In Hörnfeldt v Posten Meddelande the European Court has decided that the compulsory retirement age of 67 in Sweden is not a breach of age discrimination law, despite the fact that the rule operates without taking account of any retirement pension.
The case was brought by a postal worker who had worked part-time for much of his career, and as a result had not built up what he regarded as sufficient pension benefits. Swedish law allows an employer to terminate an employee’s contract on the sole ground that the employee has reached 67. He wanted to work on after 67 in order to boost his pension.
The Court accepted the Swedish Government’s justifications for their policy, based on familiar arguments such as being able to retire employees with dignity; allowing access to jobs for younger workers and adapting to demographic developments. It was also significant that the rule was introduced in order to allow employees to work beyond the state pension age of 65 (or even beyond 67, if they were given fixed-term extensions by their employers), thereby increasing the amount of their earnings-related pensions.

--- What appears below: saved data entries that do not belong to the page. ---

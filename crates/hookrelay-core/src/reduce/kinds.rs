//! One whitelist reducer per [`EventKind`].

use serde_json::Value;

use super::subjects::{
    self, deployment_ref, each_object, git_ref_at, repository_at, user_at,
};
use super::{bool_at, object_at, require_object, require_str, str_at, u64_at};
use crate::domain::{
    CanonicalPayload, CheckRunPayload, CommitPush, DeploymentPayload, DeploymentStatusPayload,
    EventKind, OrganizationPayload, PackageDescriptor, PullRequestPayload, ReduceError,
    ReleasePayload, RepositoryRef, WorkflowPayload, WorkflowRunPayload,
};
use crate::package_gate::{package_url_host, registry_host};

type Reduced = Result<CanonicalPayload, ReduceError>;

pub(super) fn package(p: &Value) -> Reduced {
    const KIND: EventKind = EventKind::Package;
    const VERSION: &str = "/package/package_version";

    require_object(p, VERSION, KIND)?;
    let version = require_str(p, "/package/package_version/version", KIND)?;
    let url = require_str(p, "/package/package_version/package_url", KIND)?;
    let name = require_str(p, "/repository/name", KIND)?.to_lowercase();
    let namespace = require_str(p, "/repository/owner/login", KIND)?.to_lowercase();

    let branch = str_at(p, "/package/package_version/container_metadata/tag/name")
        .filter(|tag| !tag.is_empty())
        .or_else(|| {
            str_at(p, "/package/package_version/target_commitish").filter(|c| !c.is_empty())
        })
        .ok_or_else(|| {
            ReduceError::missing(KIND, "/package/package_version/target_commitish")
        })?;

    let sha256 = version
        .rsplit(':')
        .next()
        .unwrap_or(version.as_str())
        .to_string();

    let registry = str_at(p, "/package/registry/url")
        .map(|u| registry_host(&u))
        .filter(|host| !host.is_empty())
        .unwrap_or_else(|| package_url_host(&url));

    let repository =
        str_at(p, "/repository/full_name").unwrap_or_else(|| format!("{namespace}/{name}"));

    Ok(CanonicalPayload::Package(PackageDescriptor {
        name,
        namespace,
        version,
        sha256,
        url,
        branch,
        repository,
        registry,
    }))
}

pub(super) fn commit(p: &Value) -> Reduced {
    const KIND: EventKind = EventKind::Commit;

    let git_ref = require_str(p, "/ref", KIND)?;
    let name = require_str(p, "/repository/name", KIND)?.to_lowercase();
    let namespace = str_at(p, "/repository/owner/name")
        .or_else(|| str_at(p, "/repository/owner/login"))
        .ok_or_else(|| ReduceError::missing(KIND, "/repository/owner/name"))?
        .to_lowercase();
    let branch = git_ref
        .rsplit('/')
        .next()
        .unwrap_or(git_ref.as_str())
        .to_string();

    Ok(CanonicalPayload::Commit(CommitPush {
        name,
        namespace,
        branch,
        commits: each_object(p, "/commits", subjects::commit),
        head_commit: object_at(p, "/head_commit").map(subjects::commit),
        git_ref,
    }))
}

/// Generic projection: `owner/name` from `repository.full_name`, lower-cased.
pub(super) fn repository(p: &Value) -> Reduced {
    const KIND: EventKind = EventKind::Repository;
    const FULL_NAME: &str = "/repository/full_name";

    let full_name = require_str(p, FULL_NAME, KIND)?;
    let (owner, repo) = full_name
        .split_once('/')
        .filter(|(owner, repo)| !owner.is_empty() && !repo.is_empty())
        .ok_or_else(|| ReduceError::missing(KIND, FULL_NAME))?;

    Ok(CanonicalPayload::Repository(RepositoryRef {
        name: repo.to_lowercase(),
        namespace: owner.to_lowercase(),
    }))
}

pub(super) fn pull_request(p: &Value) -> Reduced {
    let pr = require_object(p, "/pull_request", EventKind::PullRequest)?;

    Ok(CanonicalPayload::PullRequest(PullRequestPayload {
        number: u64_at(pr, "/number"),
        title: str_at(pr, "/title"),
        url: str_at(pr, "/url"),
        html_url: str_at(pr, "/html_url"),
        state: str_at(pr, "/state"),
        merged: bool_at(pr, "/merged"),
        draft: bool_at(pr, "/draft"),
        head: git_ref_at(pr, "/head"),
        base: git_ref_at(pr, "/base"),
        body: str_at(pr, "/body"),
        user: user_at(pr, "/user"),
        repository: repository_at(p, "/repository"),
        sender: user_at(p, "/sender"),
    }))
}

pub(super) fn release(p: &Value) -> Reduced {
    let release = require_object(p, "/release", EventKind::Release)?;

    Ok(CanonicalPayload::Release(ReleasePayload {
        id: u64_at(release, "/id"),
        name: str_at(release, "/name"),
        tag_name: str_at(release, "/tag_name"),
        repository: str_at(p, "/repository/full_name"),
        url: str_at(release, "/url"),
        html_url: str_at(release, "/html_url"),
        assets: each_object(release, "/assets", subjects::asset),
        body: str_at(release, "/body"),
        draft: bool_at(release, "/draft"),
        prerelease: bool_at(release, "/prerelease"),
        published_at: str_at(release, "/published_at"),
        author: user_at(release, "/author"),
    }))
}

pub(super) fn deployment(p: &Value) -> Reduced {
    let d = require_object(p, "/deployment", EventKind::Deployment)?;

    Ok(CanonicalPayload::Deployment(DeploymentPayload {
        id: u64_at(d, "/id"),
        sha: str_at(d, "/sha"),
        git_ref: str_at(d, "/ref"),
        task: str_at(d, "/task"),
        environment: str_at(d, "/environment"),
        description: str_at(d, "/description"),
        created_at: str_at(d, "/created_at"),
        updated_at: str_at(d, "/updated_at"),
        creator: user_at(d, "/creator"),
        repository: repository_at(p, "/repository"),
        sender: user_at(p, "/sender"),
    }))
}

pub(super) fn deployment_status(p: &Value) -> Reduced {
    let s = require_object(p, "/deployment_status", EventKind::DeploymentStatus)?;

    Ok(CanonicalPayload::DeploymentStatus(DeploymentStatusPayload {
        id: u64_at(s, "/id"),
        state: str_at(s, "/state"),
        description: str_at(s, "/description"),
        environment: str_at(s, "/environment"),
        environment_url: str_at(s, "/environment_url"),
        target_url: str_at(s, "/target_url"),
        log_url: str_at(s, "/log_url"),
        created_at: str_at(s, "/created_at"),
        updated_at: str_at(s, "/updated_at"),
        creator: user_at(s, "/creator"),
        deployment: object_at(p, "/deployment").map(deployment_ref),
        repository: repository_at(p, "/repository"),
        sender: user_at(p, "/sender"),
    }))
}

pub(super) fn check_run(p: &Value) -> Reduced {
    let c = require_object(p, "/check_run", EventKind::CheckRun)?;

    Ok(CanonicalPayload::CheckRun(CheckRunPayload {
        id: u64_at(c, "/id"),
        name: str_at(c, "/name"),
        head_sha: str_at(c, "/head_sha"),
        head_branch: str_at(c, "/check_suite/head_branch"),
        status: str_at(c, "/status"),
        conclusion: str_at(c, "/conclusion"),
        started_at: str_at(c, "/started_at"),
        completed_at: str_at(c, "/completed_at"),
        html_url: str_at(c, "/html_url"),
        app: str_at(c, "/app/slug"),
        repository: repository_at(p, "/repository"),
        sender: user_at(p, "/sender"),
    }))
}

/// `workflow` is an object on workflow events and a path string on
/// `workflow_dispatch`.
pub(super) fn workflow(p: &Value) -> Reduced {
    let base = WorkflowPayload {
        git_ref: str_at(p, "/ref"),
        repository: repository_at(p, "/repository"),
        sender: user_at(p, "/sender"),
        ..Default::default()
    };

    let payload = match p.get("workflow") {
        Some(w @ Value::Object(_)) => WorkflowPayload {
            id: u64_at(w, "/id"),
            name: str_at(w, "/name"),
            path: str_at(w, "/path"),
            state: str_at(w, "/state"),
            created_at: str_at(w, "/created_at"),
            updated_at: str_at(w, "/updated_at"),
            html_url: str_at(w, "/html_url"),
            ..base
        },
        Some(Value::String(path)) => WorkflowPayload {
            path: Some(path.clone()),
            ..base
        },
        _ => return Err(ReduceError::missing(EventKind::Workflow, "/workflow")),
    };
    Ok(CanonicalPayload::Workflow(payload))
}

pub(super) fn workflow_run(p: &Value) -> Reduced {
    let r = require_object(p, "/workflow_run", EventKind::WorkflowRun)?;

    Ok(CanonicalPayload::WorkflowRun(WorkflowRunPayload {
        id: u64_at(r, "/id"),
        name: str_at(r, "/name"),
        head_branch: str_at(r, "/head_branch"),
        head_sha: str_at(r, "/head_sha"),
        run_number: u64_at(r, "/run_number"),
        run_attempt: u64_at(r, "/run_attempt"),
        event: str_at(r, "/event"),
        status: str_at(r, "/status"),
        conclusion: str_at(r, "/conclusion"),
        workflow_id: u64_at(r, "/workflow_id"),
        html_url: str_at(r, "/html_url"),
        created_at: str_at(r, "/created_at"),
        updated_at: str_at(r, "/updated_at"),
        run_started_at: str_at(r, "/run_started_at"),
        actor: user_at(r, "/actor"),
        repository: repository_at(p, "/repository"),
        sender: user_at(p, "/sender"),
    }))
}

pub(super) fn organization(p: &Value) -> Reduced {
    let o = require_object(p, "/organization", EventKind::Organization)?;

    Ok(CanonicalPayload::Organization(OrganizationPayload {
        login: str_at(o, "/login"),
        id: u64_at(o, "/id"),
        description: str_at(o, "/description"),
        sender: user_at(p, "/sender"),
    }))
}

pub(super) fn sender(p: &Value) -> Reduced {
    const KIND: EventKind = EventKind::Sender;

    let s = require_object(p, "/sender", KIND)?;
    require_str(p, "/sender/login", KIND)?;
    Ok(CanonicalPayload::Sender(subjects::user(s)))
}

#[cfg(test)]
mod tests {
    use super::*;
    use serde_json::json;

    fn package_payload(tag: &str) -> Value {
        json!({
            "action": "published",
            "package": {
                "name": "svc",
                "package_version": {
                    "version": "sha256:deadbeef",
                    "target_commitish": "main",
                    "package_url": "ghcr.io/acme/svc:v1",
                    "container_metadata": {"tag": {"name": tag}}
                },
                "registry": {"url": "https://ghcr.io/"}
            },
            "repository": {"name": "Svc", "full_name": "Acme/Svc", "owner": {"login": "Acme"}}
        })
    }

    #[test]
    fn package_prefers_container_tag() {
        let reduced = package(&package_payload("v1")).expect("package");
        let d = reduced.as_package().expect("descriptor");
        assert_eq!(d.branch, "v1");
        assert_eq!(d.name, "svc");
        assert_eq!(d.namespace, "acme");
        assert_eq!(d.sha256, "deadbeef");
        assert_eq!(d.version, "sha256:deadbeef");
        assert_eq!(d.registry, "ghcr.io");
        assert_eq!(d.repository, "Acme/Svc");
    }

    #[test]
    fn package_empty_tag_uses_target_commitish() {
        let reduced = package(&package_payload("")).expect("package");
        assert_eq!(reduced.as_package().expect("descriptor").branch, "main");
    }

    #[test]
    fn package_registry_falls_back_to_url_host() {
        let mut raw = package_payload("v1");
        raw["package"]
            .as_object_mut()
            .expect("package object")
            .insert("registry".into(), Value::Null);
        let reduced = package(&raw).expect("package");
        assert_eq!(reduced.as_package().expect("descriptor").registry, "ghcr.io");
    }

    #[test]
    fn package_missing_version_is_shape_mismatch() {
        let err = package(&json!({
            "package": {"name": "svc"},
            "repository": {"name": "svc", "owner": {"login": "acme"}}
        }))
        .unwrap_err();
        assert_eq!(
            err,
            ReduceError::MissingField {
                kind: EventKind::Package,
                field: "package.package_version".into()
            }
        );
    }

    #[test]
    fn commit_branch_is_last_ref_segment() {
        let reduced = commit(&json!({
            "ref": "refs/heads/feature/login",
            "repository": {"name": "Svc", "owner": {"name": "Acme", "login": "acme-bot"}},
            "commits": [{"id": "a1"}],
            "head_commit": {"id": "a1", "message": "wip"}
        }))
        .expect("commit");
        let CanonicalPayload::Commit(push) = reduced else {
            panic!("expected commit");
        };
        assert_eq!(push.branch, "login");
        assert_eq!(push.git_ref, "refs/heads/feature/login");
        assert_eq!(push.namespace, "acme");
        assert_eq!(push.commits.len(), 1);
        assert_eq!(
            push.head_commit.and_then(|c| c.message).as_deref(),
            Some("wip")
        );
    }

    #[test]
    fn commit_namespace_falls_back_to_login() {
        let reduced = commit(&json!({
            "ref": "refs/tags/v1",
            "repository": {"name": "svc", "owner": {"login": "ACME"}}
        }))
        .expect("commit");
        let CanonicalPayload::Commit(push) = reduced else {
            panic!("expected commit");
        };
        assert_eq!(push.namespace, "acme");
        assert!(push.head_commit.is_none());
    }

    #[test]
    fn repository_requires_owner_and_name() {
        let ok = repository(&json!({"repository": {"full_name": "Acme/Svc"}})).expect("repo");
        assert_eq!(
            ok,
            CanonicalPayload::Repository(RepositoryRef {
                name: "svc".into(),
                namespace: "acme".into()
            })
        );
        assert!(repository(&json!({"repository": {"full_name": "flat"}})).is_err());
        assert!(repository(&json!({"repository": {"full_name": "/svc"}})).is_err());
    }

    #[test]
    fn workflow_accepts_path_string() {
        let reduced = workflow(&json!({
            "inputs": {},
            "ref": "refs/heads/main",
            "workflow": ".github/workflows/deploy.yml"
        }))
        .expect("workflow");
        let CanonicalPayload::Workflow(w) = reduced else {
            panic!("expected workflow");
        };
        assert_eq!(w.path.as_deref(), Some(".github/workflows/deploy.yml"));
        assert_eq!(w.git_ref.as_deref(), Some("refs/heads/main"));
        assert_eq!(w.id, None);
    }

    #[test]
    fn sender_requires_login() {
        assert!(sender(&json!({"sender": {"id": 1}})).is_err());
        let reduced = sender(&json!({"sender": {"login": "octocat", "id": 1}})).expect("sender");
        assert_eq!(reduced.kind(), EventKind::Sender);
    }
}
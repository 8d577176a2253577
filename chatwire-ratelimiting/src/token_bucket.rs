//! The per-bucket atomic limit/remaining/reset store (§4.1 of the
//! traffic-control engine's token bucket).

use crate::headers::RatelimitScope;
use std::sync::{
    atomic::{AtomicU32, AtomicU64, Ordering},
    Mutex,
};
use tokio::time::{Duration, Instant};

/// Safety margin added atop `resetAt` to absorb clock drift between client
/// and server; racing the reset exactly costs a 429 far larger than this.
const BASE_SAFETY_MARGIN: Duration = Duration::from_millis(75);

/// Upper bound on the adaptive delay multiplier.
const MAX_MULTIPLIER: f64 = 5.0;

/// Result of [`TokenBucket::try_admit`].
#[derive(Clone, Copy, Debug, Eq, PartialEq)]
pub enum Admission {
    /// The request may proceed; `remaining` has been decremented.
    Admit,
    /// The request must wait `wait_for` before retrying.
    Defer { wait_for: Duration },
}

/// Outcome of folding a response's rate-limit headers into the bucket.
#[derive(Clone, Debug, Eq, PartialEq)]
pub enum UpdateOutcome {
    /// The bucket's canonical key is unchanged (or this was the first
    /// header-bearing response).
    Unchanged,
    /// The response revealed a canonical bucket key different from the one
    /// previously known; the owning manager should merge the two buckets.
    KeyChanged(String),
}

/// An atomic limit/remaining/reset-at cell governing admission for one
/// route (or the distinguished global bucket).
#[derive(Debug)]
pub struct TokenBucket {
    limit: AtomicU64,
    remaining: AtomicU64,
    reset_at: Mutex<Instant>,
    canonical_key: Mutex<Option<String>>,
    consecutive_rate_limits: AtomicU32,
    global: bool,
}

impl TokenBucket {
    /// Create a new bucket with an initial `limit`/`remaining`, assumed not
    /// yet due to reset.
    pub fn new(limit: u64, global: bool) -> Self {
        Self {
            limit: AtomicU64::new(limit),
            remaining: AtomicU64::new(limit),
            reset_at: Mutex::new(Instant::now()),
            canonical_key: Mutex::new(None),
            consecutive_rate_limits: AtomicU32::new(0),
            global,
        }
    }

    /// Whether this is the distinguished global bucket.
    pub const fn is_global(&self) -> bool {
        self.global
    }

    /// Current adaptive delay multiplier, bounded to `[1, 5]`.
    pub fn multiplier(&self) -> f64 {
        let consecutive = f64::from(self.consecutive_rate_limits.load(Ordering::Relaxed));

        (1.0 + consecutive * 0.5).min(MAX_MULTIPLIER)
    }

    /// Snapshot of the remaining admit count.
    pub fn remaining(&self) -> u64 {
        self.remaining.load(Ordering::Relaxed)
    }

    /// Snapshot of the window limit.
    pub fn limit(&self) -> u64 {
        self.limit.load(Ordering::Relaxed)
    }

    /// Attempt to admit a request at `now`.
    ///
    /// Invariant maintained: at any observable moment `remaining >= 0`, and
    /// either `remaining > 0` or `now >= reset_at`, before any admit.
    pub fn try_admit(&self, now: Instant) -> Admission {
        loop {
            let remaining = self.remaining.load(Ordering::Acquire);

            if remaining == 0 {
                let reset_at = *self.reset_at.lock().unwrap();
                let remaining_wait = if reset_at > now {
                    reset_at - now
                } else {
                    Duration::ZERO
                };
                let wait_for = remaining_wait + BASE_SAFETY_MARGIN.mul_f64(self.multiplier());

                return Admission::Defer { wait_for };
            }

            if self
                .remaining
                .compare_exchange(
                    remaining,
                    remaining - 1,
                    Ordering::AcqRel,
                    Ordering::Relaxed,
                )
                .is_ok()
            {
                self.decay_multiplier();

                return Admission::Admit;
            }
        }
    }

    /// Fold a response's rate-limit headers into the bucket.
    pub fn update_from_headers(
        &self,
        limit: u64,
        server_remaining: u64,
        reset_after: Duration,
        bucket_key: Option<&str>,
        now: Instant,
    ) -> UpdateOutcome {
        self.limit.store(limit, Ordering::Relaxed);

        // Defend against clock skew: never trust a server-reported remaining
        // count larger than what we've already locally reserved down to.
        let local_remaining = self.remaining.load(Ordering::Relaxed);
        self.remaining
            .store(local_remaining.min(server_remaining), Ordering::Relaxed);

        *self.reset_at.lock().unwrap() = now + reset_after;

        let Some(bucket_key) = bucket_key else {
            return UpdateOutcome::Unchanged;
        };

        let mut canonical = self.canonical_key.lock().unwrap();

        match canonical.as_deref() {
            Some(known) if known == bucket_key => UpdateOutcome::Unchanged,
            Some(_) => {
                let previous = canonical.replace(bucket_key.to_owned());
                UpdateOutcome::KeyChanged(previous.expect("checked Some above"))
            }
            None => {
                *canonical = Some(bucket_key.to_owned());
                UpdateOutcome::Unchanged
            }
        }
    }

    /// Record a 429 response against this bucket.
    pub fn on_rate_limited(&self, retry_after: Duration, now: Instant) {
        self.remaining.store(0, Ordering::Relaxed);
        *self.reset_at.lock().unwrap() = now + retry_after;
        self.consecutive_rate_limits.fetch_add(1, Ordering::Relaxed);
    }

    fn decay_multiplier(&self) {
        let _ = self
            .consecutive_rate_limits
            .fetch_update(Ordering::Relaxed, Ordering::Relaxed, |value| {
                (value > 0).then_some(value - 1)
            });
    }
}

/// Interpret a 429 response's scope to decide whether the global bucket must
/// also be stamped. Kept as a free function since [`TokenBucket`] itself has
/// no notion of "the" global bucket; only the owning manager does.
pub fn affects_global(scope: Option<RatelimitScope>, global_flag: bool) -> bool {
    global_flag || matches!(scope, Some(RatelimitScope::Global))
}

#[cfg(test)]
mod tests {
    use super::{Admission, TokenBucket, UpdateOutcome};
    use static_assertions::assert_impl_all;
    use std::fmt::Debug;
    use tokio::time::{self, Duration, Instant};

    assert_impl_all!(TokenBucket: Debug, Send, Sync);

    #[test]
    fn admits_while_remaining_and_defers_at_zero() {
        let bucket = TokenBucket::new(1, false);
        let now = Instant::now();

        assert_eq!(bucket.try_admit(now), Admission::Admit);

        match bucket.try_admit(now) {
            Admission::Defer { wait_for } => assert!(wait_for > Duration::ZERO),
            other => panic!("expected defer, got {other:?}"),
        }
    }

    #[tokio::test(start_paused = true)]
    async fn defer_wait_includes_safety_margin() {
        let bucket = TokenBucket::new(1, false);
        let now = Instant::now();
        bucket.try_admit(now);
        bucket.update_from_headers(1, 0, Duration::from_secs(2), None, now);

        match bucket.try_admit(now) {
            Admission::Defer { wait_for } => {
                assert!(wait_for >= Duration::from_secs(2));
                assert!(wait_for < Duration::from_secs(3));
            }
            other => panic!("expected defer, got {other:?}"),
        }
    }

    #[test]
    fn remaining_takes_min_of_local_and_server() {
        let bucket = TokenBucket::new(5, false);
        let now = Instant::now();
        bucket.try_admit(now); // local remaining now 4

        bucket.update_from_headers(5, 10, Duration::from_secs(1), None, now);
        assert_eq!(bucket.remaining(), 4);

        bucket.update_from_headers(5, 1, Duration::from_secs(1), None, now);
        assert_eq!(bucket.remaining(), 1);
    }

    #[test]
    fn key_change_is_reported_once() {
        let bucket = TokenBucket::new(1, false);
        let now = Instant::now();

        assert_eq!(
            bucket.update_from_headers(1, 1, Duration::ZERO, Some("synthetic"), now),
            UpdateOutcome::Unchanged
        );
        assert_eq!(
            bucket.update_from_headers(1, 1, Duration::ZERO, Some("canonical"), now),
            UpdateOutcome::KeyChanged("synthetic".to_owned())
        );
        assert_eq!(
            bucket.update_from_headers(1, 1, Duration::ZERO, Some("canonical"), now),
            UpdateOutcome::Unchanged
        );
    }

    #[tokio::test(start_paused = true)]
    async fn rate_limit_widens_defer_via_multiplier() {
        let bucket = TokenBucket::new(1, false);
        let now = Instant::now();

        bucket.on_rate_limited(Duration::from_millis(100), now);
        let first = match bucket.try_admit(now) {
            Admission::Defer { wait_for } => wait_for,
            Admission::Admit => panic!("expected defer"),
        };

        bucket.on_rate_limited(Duration::from_millis(100), now);
        let second = match bucket.try_admit(now) {
            Admission::Defer { wait_for } => wait_for,
            Admission::Admit => panic!("expected defer"),
        };

        assert!(second > first, "{second:?} should exceed {first:?}");

        time::advance(Duration::from_millis(200)).await;
    }
}
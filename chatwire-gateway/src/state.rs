//! The shard connection state machine (§4.6).

use std::fmt::{Display, Formatter, Result as FmtResult};

/// A shard's current connection stage.
///
/// ```text
/// IDLE → CONNECTING → CONNECTED → IDENTIFYING → READY
///                            ↘           ↘       ↙ ↘
///                             RESUMING ← ──────── RECONNECTING → DESTROYED
///                                       ↗
///                     DISCONNECTED ─────┘
/// ```
#[derive(Clone, Copy, Debug, Eq, Hash, PartialEq)]
pub enum ShardState {
    Idle,
    Connecting,
    Connected,
    Identifying,
    Ready,
    Resuming,
    Reconnecting,
    Disconnected,
    Destroyed,
}

impl Default for ShardState {
    fn default() -> Self {
        Self::Idle
    }
}

impl Display for ShardState {
    fn fmt(&self, f: &mut Formatter<'_>) -> FmtResult {
        f.write_str(match self {
            Self::Idle => "Idle",
            Self::Connecting => "Connecting",
            Self::Connected => "Connected",
            Self::Identifying => "Identifying",
            Self::Ready => "Ready",
            Self::Resuming => "Resuming",
            Self::Reconnecting => "Reconnecting",
            Self::Disconnected => "Disconnected",
            Self::Destroyed => "Destroyed",
        })
    }
}

impl ShardState {
    /// Whether `next` is a transition this state machine permits from `self`.
    #[must_use]
    pub fn can_transition_to(self, next: Self) -> bool {
        use ShardState::{
            Connected, Connecting, Destroyed, Disconnected, Identifying, Idle, Ready,
            Reconnecting, Resuming,
        };

        matches!(
            (self, next),
            (Idle, Connecting)
                | (Connecting, Connected)
                | (Connected, Identifying)
                | (Connected, Resuming)
                | (Identifying, Ready)
                | (Identifying, Resuming)
                | (Resuming, Identifying)
                | (Ready, Resuming)
                | (Ready, Reconnecting)
                | (Resuming, Ready)
                | (Resuming, Reconnecting)
                | (Reconnecting, Connecting)
                | (Reconnecting, Destroyed)
                | (Disconnected, Reconnecting)
                | (_, Destroyed)
                | (Connecting, Reconnecting)
                | (Connected, Reconnecting)
                | (Identifying, Reconnecting)
        )
    }

    /// Whether the shard is fully up and can accept outbound commands beyond
    /// identify/resume.
    #[must_use]
    pub const fn is_ready(self) -> bool {
        matches!(self, Self::Ready)
    }
}

#[cfg(test)]
mod tests {
    use super::ShardState;

    #[test]
    fn happy_path_is_permitted() {
        assert!(ShardState::Idle.can_transition_to(ShardState::Connecting));
        assert!(ShardState::Connecting.can_transition_to(ShardState::Connected));
        assert!(ShardState::Connected.can_transition_to(ShardState::Identifying));
        assert!(ShardState::Identifying.can_transition_to(ShardState::Ready));
    }

    #[test]
    fn ready_can_resume_or_reconnect() {
        assert!(ShardState::Ready.can_transition_to(ShardState::Resuming));
        assert!(ShardState::Ready.can_transition_to(ShardState::Reconnecting));
        assert!(ShardState::Resuming.can_transition_to(ShardState::Ready));
    }

    #[test]
    fn a_reconnected_socket_may_resume_without_reidentifying() {
        assert!(ShardState::Connected.can_transition_to(ShardState::Resuming));
    }

    #[test]
    fn any_state_can_be_destroyed() {
        for state in [
            ShardState::Idle,
            ShardState::Connecting,
            ShardState::Connected,
            ShardState::Identifying,
            ShardState::Ready,
            ShardState::Resuming,
            ShardState::Reconnecting,
            ShardState::Disconnected,
        ] {
            assert!(state.can_transition_to(ShardState::Destroyed));
        }
    }

    #[test]
    fn ready_cannot_jump_to_identifying_directly() {
        assert!(!ShardState::Ready.can_transition_to(ShardState::Identifying));
    }
}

The decision can be seen as further encouragement from the European Court for the use of a default retirement age by employers, although the courts here are likely to dissect the justifications put forward by employers more assiduously than in this case. It is also worth noting that although the Court did not regard it as essential for the compulsory retirement rule itself to take into account replacement income, they did comment on the fact the retirement pension in Sweden comprises both earnings-related and guaranteed elements and can be boosted by housing and old-age benefits. The contrast between retirement provision in the UK and in the rest of continental Europe remains as stark as ever and may still come into the equation where employers seek to justify compulsory retirement ages here based on European case-law.